Major Q&A during the Analyst Meeting for 3rd Quarter Fiscal Year 2007

(Containership Business)

Q1:
Please advise your view for Fiscal 2008 (April 2008-March 2009) containership market supply-demand trends for both Asia-Europe and Asia-North America trades, together with your own vessel capacity expansion plans.

A1:
Regarding supply and demand situation for Asia-Europe trade, consensus per discussions in our industry group is that cargo volume growth for 2008 will slow somewhat compared to 2007 by around 15%, or slightly over that.
On the other hand, vessel supply increase has been calculated at over 20% by simple arithmetic on the basis that all newbuildings to be delivered are going into additional service loops operated in traditional style. However, these days many shipping companies add one extra ship to existing loops to save bunker oil consumption by way of speed down while keeping service frequency. As a result, we do not expect total space in the market will actually grow over 20%, so supply-demand balance should not be disrupted.

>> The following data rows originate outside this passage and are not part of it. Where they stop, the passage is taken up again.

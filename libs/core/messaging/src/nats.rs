//! NATS transport: core pub/sub for control traffic, JetStream for work.

use crate::bus::{
    AckKind, Acker, ConsumerSpec, Delivery, MessageBus, MessageStream, ReceivedMessage,
    StreamSpec, WorkStream,
};
use crate::error::BusError;
use async_nats::client::RequestErrorKind;
use async_nats::jetstream::consumer::pull::Config as ConsumerConfig;
use async_nats::jetstream::consumer::{AckPolicy, Config as DurableConfig, Consumer};
use async_nats::jetstream::stream::Config as StreamConfig;
use async_nats::jetstream::{self, Context};
use async_nats::{header, Client, ConnectOptions, HeaderMap};
use async_trait::async_trait;
use futures::StreamExt;
use std::time::Duration;
use tracing::{debug, info, warn};

/// [`MessageBus`] backed by a NATS connection.
#[derive(Clone)]
pub struct NatsBus {
    client: Client,
    jetstream: Context,
}

impl NatsBus {
    /// Connect to the server at `url`.
    pub async fn connect(url: &str, connection_name: Option<&str>) -> Result<Self, BusError> {
        let mut options = ConnectOptions::new();
        if let Some(name) = connection_name {
            options = options.name(name);
        }

        let client = options
            .connect(url)
            .await
            .map_err(|e| BusError::Connection(e.to_string()))?;
        info!(url = %url, "Connected to NATS");

        Ok(Self::from_client(client))
    }

    pub fn from_client(client: Client) -> Self {
        let jetstream = jetstream::new(client.clone());
        Self { client, jetstream }
    }

    pub fn client(&self) -> &Client {
        &self.client
    }
}

fn consumer_config(spec: &ConsumerSpec) -> ConsumerConfig {
    ConsumerConfig {
        durable_name: Some(spec.durable_name.clone()),
        name: Some(spec.durable_name.clone()),
        ack_policy: AckPolicy::Explicit,
        ack_wait: spec.ack_wait,
        max_deliver: spec.max_deliver,
        filter_subject: spec.filter_subject.clone(),
        ..Default::default()
    }
}

/// Settings of an existing durable that differ from what the pump expects.
fn config_drift(existing: &DurableConfig, spec: &ConsumerSpec) -> Vec<&'static str> {
    let mut drift = Vec::new();
    if existing.max_deliver != spec.max_deliver {
        drift.push("max_deliver");
    }
    if existing.ack_wait != spec.ack_wait {
        drift.push("ack_wait");
    }
    if existing.filter_subject != spec.filter_subject {
        drift.push("filter_subject");
    }
    if existing.ack_policy != AckPolicy::Explicit {
        drift.push("ack_policy");
    }
    drift
}

fn received(message: async_nats::Message) -> ReceivedMessage {
    ReceivedMessage {
        subject: message.subject.to_string(),
        payload: message.payload.to_vec(),
        reply: message.reply.map(|r| r.to_string()),
    }
}

#[async_trait]
impl MessageBus for NatsBus {
    async fn publish(&self, subject: &str, payload: Vec<u8>) -> Result<(), BusError> {
        self.client
            .publish(subject.to_string(), payload.into())
            .await
            .map_err(BusError::publish)
    }

    async fn publish_work(
        &self,
        subject: &str,
        message_id: &str,
        payload: Vec<u8>,
    ) -> Result<u64, BusError> {
        let mut headers = HeaderMap::new();
        headers.insert(header::NATS_MESSAGE_ID, message_id);

        let ack = self
            .jetstream
            .publish_with_headers(subject.to_string(), headers, payload.into())
            .await
            .map_err(BusError::publish)?
            .await
            .map_err(BusError::publish)?;

        debug!(subject = %subject, sequence = ack.sequence, "Work published");
        Ok(ack.sequence)
    }

    async fn request(
        &self,
        subject: &str,
        payload: Vec<u8>,
        timeout: Duration,
    ) -> Result<ReceivedMessage, BusError> {
        let request = self.client.request(subject.to_string(), payload.into());
        let timed_out = || BusError::Timeout {
            subject: subject.to_string(),
            timeout,
        };

        match tokio::time::timeout(timeout, request).await {
            Ok(Ok(message)) => Ok(received(message)),
            Ok(Err(e)) => match e.kind() {
                RequestErrorKind::NoResponders => Err(BusError::NoResponders(subject.to_string())),
                RequestErrorKind::TimedOut => Err(timed_out()),
                _ => Err(BusError::Connection(e.to_string())),
            },
            Err(_) => Err(timed_out()),
        }
    }

    async fn subscribe(&self, subject: &str) -> Result<Box<dyn MessageStream>, BusError> {
        let subscriber = self
            .client
            .subscribe(subject.to_string())
            .await
            .map_err(|e| BusError::Subscribe(e.to_string()))?;
        Ok(Box::new(NatsSubscription { subscriber }))
    }

    async fn ensure_stream(&self, spec: &StreamSpec) -> Result<(), BusError> {
        match self.jetstream.get_stream(&spec.name).await {
            Ok(mut stream) => {
                let info = stream.info().await.map_err(BusError::consumer)?;
                debug!(
                    stream = %spec.name,
                    messages = info.state.messages,
                    "Stream already exists"
                );
                Ok(())
            }
            Err(_) => {
                info!(stream = %spec.name, subjects = ?spec.subjects, "Creating stream");
                self.jetstream
                    .create_stream(StreamConfig {
                        name: spec.name.clone(),
                        subjects: spec.subjects.clone(),
                        max_messages: spec.max_messages,
                        max_age: spec.max_age,
                        ..Default::default()
                    })
                    .await
                    .map_err(BusError::consumer)?;
                Ok(())
            }
        }
    }

    async fn bind_work_stream(&self, spec: &ConsumerSpec) -> Result<Box<dyn WorkStream>, BusError> {
        let stream = self
            .jetstream
            .get_stream(&spec.stream)
            .await
            .map_err(|_| BusError::StreamNotFound(spec.stream.clone()))?;

        // The server creates the durable or updates it in place, so a changed
        // max_deliver or ack_wait takes effect on the next bind.
        match stream.consumer_info(&spec.durable_name).await {
            Ok(existing) => {
                let drift = config_drift(&existing.config, spec);
                if drift.is_empty() {
                    debug!(consumer = %spec.durable_name, "Consumer already exists");
                } else {
                    info!(
                        consumer = %spec.durable_name,
                        stream = %spec.stream,
                        changed = ?drift,
                        "Updating consumer configuration"
                    );
                }
            }
            Err(_) => {
                info!(
                    consumer = %spec.durable_name,
                    stream = %spec.stream,
                    filter = %spec.filter_subject,
                    "Creating consumer"
                );
            }
        }

        let consumer: Consumer<ConsumerConfig> = stream
            .create_consumer(consumer_config(spec))
            .await
            .map_err(BusError::consumer)?;

        Ok(Box::new(NatsWorkStream { consumer }))
    }

    async fn flush(&self) -> Result<(), BusError> {
        self.client
            .flush()
            .await
            .map_err(|e| BusError::Connection(e.to_string()))
    }
}

struct NatsSubscription {
    subscriber: async_nats::Subscriber,
}

#[async_trait]
impl MessageStream for NatsSubscription {
    async fn next(&mut self) -> Option<ReceivedMessage> {
        self.subscriber.next().await.map(received)
    }
}

struct NatsWorkStream {
    consumer: Consumer<ConsumerConfig>,
}

#[async_trait]
impl WorkStream for NatsWorkStream {
    async fn fetch(
        &mut self,
        max_messages: usize,
        expires: Duration,
    ) -> Result<Vec<Delivery>, BusError> {
        let mut messages = self
            .consumer
            .fetch()
            .max_messages(max_messages)
            .expires(expires)
            .messages()
            .await
            .map_err(BusError::consumer)?;

        let mut batch = Vec::new();
        while let Some(message) = messages.next().await {
            let message = match message {
                Ok(message) => message,
                Err(e) => {
                    warn!(error = %e, "Error receiving message from batch");
                    continue;
                }
            };

            let (sequence, delivery_count) = match message.info() {
                Ok(info) => (
                    info.stream_sequence,
                    u32::try_from(info.delivered.max(1)).unwrap_or(u32::MAX),
                ),
                Err(e) => {
                    warn!(error = %e, "Failed to get message info, using defaults");
                    (0, 1)
                }
            };
            let message_id = message
                .headers
                .as_ref()
                .and_then(|h| h.get(header::NATS_MESSAGE_ID))
                .map(|v| v.as_str().to_string());
            let subject = message.subject.to_string();
            let payload = message.payload.to_vec();

            batch.push(Delivery::new(
                subject,
                payload,
                sequence,
                delivery_count,
                message_id,
                Box::new(NatsAcker { message }),
            ));
        }

        Ok(batch)
    }

    async fn pending(&mut self) -> Result<u64, BusError> {
        let info = self.consumer.info().await.map_err(BusError::consumer)?;
        Ok(info.num_pending)
    }

    async fn close(self: Box<Self>) -> Result<(), BusError> {
        // The durable consumer outlives this binding; unacked messages redeliver after ack_wait.
        Ok(())
    }
}

struct NatsAcker {
    message: jetstream::Message,
}

#[async_trait]
impl Acker for NatsAcker {
    async fn settle(&self, kind: AckKind) -> Result<(), BusError> {
        let kind = match kind {
            AckKind::Ack => jetstream::AckKind::Ack,
            AckKind::Nak(delay) => jetstream::AckKind::Nak(delay),
            AckKind::Term => jetstream::AckKind::Term,
        };
        self.message.ack_with(kind).await.map_err(BusError::ack)
    }
}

Our own loading capacity in Asia-Europe trade is scheduled to increase by one additional string of 8,000 TEU-type ships operated jointly by ourselves and one of our partners, Yang Ming Marine Transport Corporation of Taiwan, which will be newly-delivered one-by-one and so will not raise our handling volume instantly, but just gradually. When we receive all of these 8,000 TEU-type new ships, and since we will utilize about half of their total space, our cargo volume will be extended by around 4,000 TEUs per week, approximately 30 to 40 % of present amount, which will become fully available from the year after next.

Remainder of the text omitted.